What usually occurs in this form of so-called prophetic dream is that the dream image is a composite photograph, that is, the image is made up of characteristics of many persons the dreamer has actually seen. If the dream image is identified in waking life, it is usually because one feature of the dream image is identified with a person newly met with, and, overcome by the love of the romantic, the remaining characteristics of the dream image are fabricated to suit the real person; in cases investigated, the resemblance between the dream image and the actual person was very vague. Or it may happen that the meeting of a stranger may, for some reason, awaken the memory of a recent dream, and thus the stranger becomes credited with being the dream image. Since dream images are very often condensations of many persons, it would be practically impossible to meet like characters in real life.

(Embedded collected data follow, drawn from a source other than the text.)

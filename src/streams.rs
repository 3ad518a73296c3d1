//! Stream enumeration and introspection.
//!
//! When a container is opened, every elementary stream is recorded in a
//! [`StreamTable`]: its media kind, its resolved decoder (when one exists),
//! and a read-only [`StreamInfo`] snapshot for diagnostics. The table is
//! built once and never mutated afterwards; stream selection and decoding
//! consult it but do not change it.
//!
//! Decoder resolution is allowed to fail for individual streams — a container
//! may carry tracks in codecs the local FFmpeg build cannot decode. Only the
//! stream that is eventually selected for decoding needs a working decoder.

use std::fmt::{Display, Formatter, Result as FmtResult};

use ffmpeg_next::{
    Codec, Rational, codec::context::Context as CodecContext, format::context::Input,
    media::Type,
};

/// The media kind of an elementary stream.
#[derive(Debug, Clone, Copy, PartialEq, Eq)]
pub enum StreamKind {
    /// A video track.
    Video,
    /// An audio track.
    Audio,
    /// A subtitle track.
    Subtitle,
    /// Data, attachment, or unknown streams.
    Other,
}

impl StreamKind {
    fn from_media_type(media_type: Type) -> Self {
        match media_type {
            Type::Video => StreamKind::Video,
            Type::Audio => StreamKind::Audio,
            Type::Subtitle => StreamKind::Subtitle,
            _ => StreamKind::Other,
        }
    }
}

impl Display for StreamKind {
    fn fmt(&self, f: &mut Formatter<'_>) -> FmtResult {
        let name = match self {
            StreamKind::Video => "video",
            StreamKind::Audio => "audio",
            StreamKind::Subtitle => "subtitle",
            StreamKind::Other => "other",
        };
        f.write_str(name)
    }
}

/// Read-only diagnostic snapshot of one elementary stream.
///
/// Captured at open time; has no effect on decoding.
#[derive(Debug, Clone)]
pub struct StreamInfo {
    /// Container-level stream index.
    pub index: usize,
    /// Media kind of the stream.
    pub kind: StreamKind,
    /// Name of the resolved decoder, if one was found.
    pub decoder_name: Option<String>,
    /// Average frame rate in frames per second (0.0 when unknown).
    pub average_frame_rate: f64,
    /// Start time in stream time-base units, when the container records one.
    pub start_time: Option<i64>,
    /// Duration in stream time-base units, when the container records one.
    pub duration: Option<i64>,
    /// Bit rate in bits per second, when known.
    pub bit_rate: Option<usize>,
    /// `(width, height)` for video streams whose decoder could be probed.
    pub resolution: Option<(u32, u32)>,
}

impl Display for StreamInfo {
    fn fmt(&self, f: &mut Formatter<'_>) -> FmtResult {
        write!(f, "{} stream [{}]", self.kind, self.index)?;
        if let Some(name) = &self.decoder_name {
            write!(f, " codec={name}")?;
        }
        if let Some((width, height)) = self.resolution {
            write!(f, " resolution={width}x{height}")?;
        }
        if self.average_frame_rate > 0.0 {
            write!(f, " avg_fps={:.2}", self.average_frame_rate)?;
        }
        if let Some(start) = self.start_time {
            write!(f, " start_time={start}")?;
        }
        if let Some(duration) = self.duration {
            write!(f, " duration={duration}")?;
        }
        if let Some(bit_rate) = self.bit_rate {
            write!(f, " bit_rate={bit_rate}")?;
        }
        Ok(())
    }
}

/// One entry of the stream table.
pub(crate) struct StreamEntry {
    pub(crate) kind: StreamKind,
    /// Resolved decoder for this stream's codec, `None` when resolution
    /// failed or the stream is not video.
    pub(crate) codec: Option<Codec>,
    pub(crate) info: StreamInfo,
}

/// Every elementary stream of an opened container, enumerated once.
pub(crate) struct StreamTable {
    entries: Vec<StreamEntry>,
}

/// Rational → f64 with a zero-denominator guard.
fn rate_to_f64(rate: Rational) -> f64 {
    if rate.denominator() != 0 {
        rate.numerator() as f64 / rate.denominator() as f64
    } else {
        0.0
    }
}

/// FFmpeg reports missing timestamps as `AV_NOPTS_VALUE` (`i64::MIN`).
fn timestamp_or_none(value: i64) -> Option<i64> {
    if value == i64::MIN { None } else { Some(value) }
}

impl StreamTable {
    /// Enumerate all streams of the opened container.
    ///
    /// Video streams get their decoder resolved and a probe decoder opened to
    /// capture native resolution and bit rate. Failures are recorded as
    /// missing fields, not errors.
    pub(crate) fn from_input(input: &Input) -> Self {
        let mut entries = Vec::with_capacity(input.streams().count());

        for stream in input.streams() {
            let index = stream.index();
            let parameters = stream.parameters();
            let kind = StreamKind::from_media_type(parameters.medium());

            let codec = match kind {
                StreamKind::Video => ffmpeg_next::decoder::find(parameters.id()),
                _ => None,
            };

            let average_frame_rate = {
                let avg = rate_to_f64(stream.avg_frame_rate());
                if avg > 0.0 { avg } else { rate_to_f64(stream.rate()) }
            };

            let mut info = StreamInfo {
                index,
                kind,
                decoder_name: codec.map(|c| c.name().to_string()),
                average_frame_rate,
                start_time: timestamp_or_none(stream.start_time()),
                duration: timestamp_or_none(stream.duration()),
                bit_rate: None,
                resolution: None,
            };

            // Probe resolution and bit rate through a throwaway decoder.
            if kind == StreamKind::Video
                && let Ok(context) = CodecContext::from_parameters(parameters)
                && let Ok(probe) = context.decoder().video()
            {
                info.resolution = Some((probe.width(), probe.height()));
                let bit_rate = probe.bit_rate();
                if bit_rate > 0 {
                    info.bit_rate = Some(bit_rate);
                }
            }

            entries.push(StreamEntry { kind, codec, info });
        }

        Self { entries }
    }

    /// Number of elementary streams in the container.
    pub(crate) fn len(&self) -> usize {
        self.entries.len()
    }

    pub(crate) fn entry(&self, index: usize) -> Option<&StreamEntry> {
        self.entries.get(index)
    }

    /// Diagnostic snapshots for all streams, in container order.
    pub(crate) fn infos(&self) -> impl Iterator<Item = &StreamInfo> {
        self.entries.iter().map(|entry| &entry.info)
    }

    /// Whether index names a video stream with a resolved decoder.
    pub(crate) fn is_decodable_video(&self, index: usize) -> bool {
        self.entries
            .get(index)
            .is_some_and(|entry| entry.kind == StreamKind::Video && entry.codec.is_some())
    }

    /// The first video stream with a resolved decoder, if any.
    pub(crate) fn first_decodable_video(&self) -> Option<usize> {
        self.entries
            .iter()
            .position(|entry| entry.kind == StreamKind::Video && entry.codec.is_some())
    }

    /// Emit one diagnostic log line per stream.
    pub(crate) fn log_streams(&self) {
        for info in self.infos() {
            log::info!("{info}");
        }
    }
}
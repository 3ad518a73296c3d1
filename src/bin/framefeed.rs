use std::{fs, path::PathBuf};

use clap::{Args, CommandFactory, Parser, Subcommand};
use clap_complete::Shell;
use colored::Colorize;
use framefeed::{
    ElementType, Interpolation, NativeLogLevel, OutputFormat, StreamKind, VideoReader,
};
use indicatif::{ProgressBar, ProgressStyle};
use serde_json::json;

const CLI_AFTER_HELP: &str = "Examples:\n  framefeed probe input.mp4 --json\n  framefeed dump input.mp4 --out frames --width 224 --height 224 --count 100\n  framefeed completions zsh > _framefeed";

#[derive(Debug, Parser)]
#[command(
    name = "framefeed",
    version,
    about = "Inspect video containers and dump decoded frames",
    after_help = CLI_AFTER_HELP
)]
struct Cli {
    /// FFmpeg log level (quiet, panic, fatal, error, warning, info, verbose, debug, trace).
    #[arg(long, global = true)]
    log_level: Option<String>,

    #[command(subcommand)]
    command: Commands,
}

#[derive(Debug, Subcommand)]
enum Commands {
    /// Print the stream table of a container file.
    #[command(
        about = "Print stream diagnostics",
        visible_alias = "info",
        after_help = "Examples:\n  framefeed probe input.mp4\n  framefeed probe input.mp4 --json"
    )]
    Probe {
        /// Input media path.
        input: PathBuf,

        /// Output machine-readable JSON instead of human text.
        #[arg(long)]
        json: bool,
    },

    /// Decode frames to numbered PNG files.
    #[command(
        about = "Dump decoded frames as images",
        after_help = "Examples:\n  framefeed dump input.mp4 --out frames\n  framefeed dump input.mp4 --out frames --width 64 --height 64 --gray --count 10"
    )]
    Dump(DumpArgs),

    /// Generate shell completions.
    Completions {
        /// Target shell.
        shell: Shell,
    },
}

#[derive(Debug, Args)]
struct DumpArgs {
    /// Input media path.
    input: PathBuf,

    /// Output directory for frame images.
    #[arg(long)]
    out: PathBuf,

    /// Output width in pixels (defaults to the native width).
    #[arg(long)]
    width: Option<u32>,

    /// Output height in pixels (defaults to the native height).
    #[arg(long)]
    height: Option<u32>,

    /// Produce single-channel grayscale frames instead of RGB.
    #[arg(long)]
    gray: bool,

    /// Sample depth: uint8 | uint16.
    #[arg(long, default_value = "uint8")]
    element: String,

    /// Resampling algorithm: nearest | fast-bilinear | bilinear | bicubic | area | lanczos.
    #[arg(long, default_value = "bilinear")]
    interpolation: String,

    /// Stop after this many frames (defaults to the whole stream).
    #[arg(long)]
    count: Option<u64>,

    /// Decode this stream index instead of the container's best video stream.
    #[arg(long)]
    stream: Option<usize>,
}

fn parse_element(value: &str) -> Option<ElementType> {
    match value.to_ascii_lowercase().as_str() {
        "uint8" | "u8" => Some(ElementType::Uint8),
        "uint16" | "u16" => Some(ElementType::Uint16),
        _ => None,
    }
}

fn parse_interpolation(value: &str) -> Option<Interpolation> {
    match value.to_ascii_lowercase().as_str() {
        "nearest" | "point" => Some(Interpolation::Nearest),
        "fast-bilinear" => Some(Interpolation::FastBilinear),
        "bilinear" => Some(Interpolation::Bilinear),
        "bicubic" => Some(Interpolation::Bicubic),
        "area" => Some(Interpolation::Area),
        "lanczos" => Some(Interpolation::Lanczos),
        _ => None,
    }
}

fn probe(input: &PathBuf, as_json: bool) -> Result<(), Box<dyn std::error::Error>> {
    let reader = VideoReader::open(input)?;

    if as_json {
        let streams: Vec<_> = reader
            .stream_infos()
            .map(|info| {
                json!({
                    "index": info.index,
                    "kind": info.kind.to_string(),
                    "decoder": info.decoder_name,
                    "average_frame_rate": info.average_frame_rate,
                    "start_time": info.start_time,
                    "duration": info.duration,
                    "bit_rate": info.bit_rate,
                    "resolution": info.resolution.map(|(w, h)| json!({"width": w, "height": h})),
                    "active": info.index == reader.active_stream_index(),
                })
            })
            .collect();
        let document = json!({
            "path": input.display().to_string(),
            "stream_count": reader.stream_count(),
            "streams": streams,
        });
        println!("{}", serde_json::to_string_pretty(&document)?);
        return Ok(());
    }

    println!(
        "{} {} ({} streams)",
        "file:".bold(),
        input.display(),
        reader.stream_count(),
    );
    for info in reader.stream_infos() {
        let marker = if info.index == reader.active_stream_index() {
            "*".green().bold().to_string()
        } else {
            " ".to_string()
        };
        let line = info.to_string();
        match info.kind {
            StreamKind::Video => println!("{marker} {}", line.cyan()),
            _ => println!("{marker} {}", line.dimmed()),
        }
    }
    Ok(())
}

fn dump(args: &DumpArgs) -> Result<(), Box<dyn std::error::Error>> {
    let element = parse_element(&args.element)
        .ok_or(format!("unsupported --element: {}", args.element))?;
    let interpolation = parse_interpolation(&args.interpolation)
        .ok_or(format!("unsupported --interpolation: {}", args.interpolation))?;

    let mut reader = VideoReader::open(&args.input)?;
    if args.stream.is_some() {
        reader.select_stream(args.stream)?;
    }

    let (native_height, native_width) = reader.native_size();
    let channels = if args.gray { 1 } else { 3 };
    let format = OutputFormat::new(
        args.height.unwrap_or(native_height),
        args.width.unwrap_or(native_width),
        channels,
        element,
        interpolation,
    )?;

    fs::create_dir_all(&args.out)?;

    let bar = match args.count {
        Some(total) => ProgressBar::new(total),
        None => ProgressBar::new_spinner(),
    };
    bar.set_style(
        ProgressStyle::with_template("{spinner} {pos} frames {msg}")
            .expect("valid progress template"),
    );

    let mut written = 0u64;
    while args.count.is_none_or(|limit| written < limit) {
        let Some(frame) = reader.next_frame(Some(&format))? else {
            break;
        };
        let image = frame
            .to_image()
            .ok_or("frame buffer has no image representation")?;
        let path = args.out.join(format!("frame_{written:06}.png"));
        image.save(&path)?;
        written += 1;
        bar.inc(1);
    }
    bar.finish_and_clear();

    println!(
        "{} {} frames -> {}",
        "done:".green().bold(),
        written,
        args.out.display(),
    );
    Ok(())
}

fn run() -> Result<(), Box<dyn std::error::Error>> {
    let cli = Cli::parse();

    if let Some(level) = &cli.log_level {
        let parsed: NativeLogLevel = level
            .parse()
            .map_err(|_| format!("unsupported --log-level: {level}"))?;
        framefeed::set_native_log_level(parsed);
    }

    match cli.command {
        Commands::Probe { input, json } => probe(&input, json),
        Commands::Dump(args) => dump(&args),
        Commands::Completions { shell } => {
            let mut command = Cli::command();
            let name = command.get_name().to_string();
            clap_complete::generate(shell, &mut command, name, &mut std::io::stdout());
            Ok(())
        }
    }
}

fn main() {
    if let Err(error) = run() {
        eprintln!("{} {error}", "error:".red().bold());
        std::process::exit(1);
    }
}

Since dreams tend to bring about the realization of wishes, maidens may indeed see their lovers in dreams, also their day-dream heroes. Since it would be very romantic to fall in love with "the image of their dreams," some romantic persons are only too eager to fall in love with any one who has the least resemblance to the dream figure. Most of us are probably familiar with the custom of depositing a piece of wedding cake under the pillow in the hope of seeing one's future husband. This custom originated from the old practice of depositing under the pillow the first cut of cheese at a lying-in, this being considered conducive to dreams of one's lover. Dreams so instigated are due to auto-suggestion, and whatever dream images arise will be found to be modelled after persons the dreamer has actually seen; probably, they are based on day-dream fancies. The same can be said of the lover one sees in the mirror at Hallowe'en.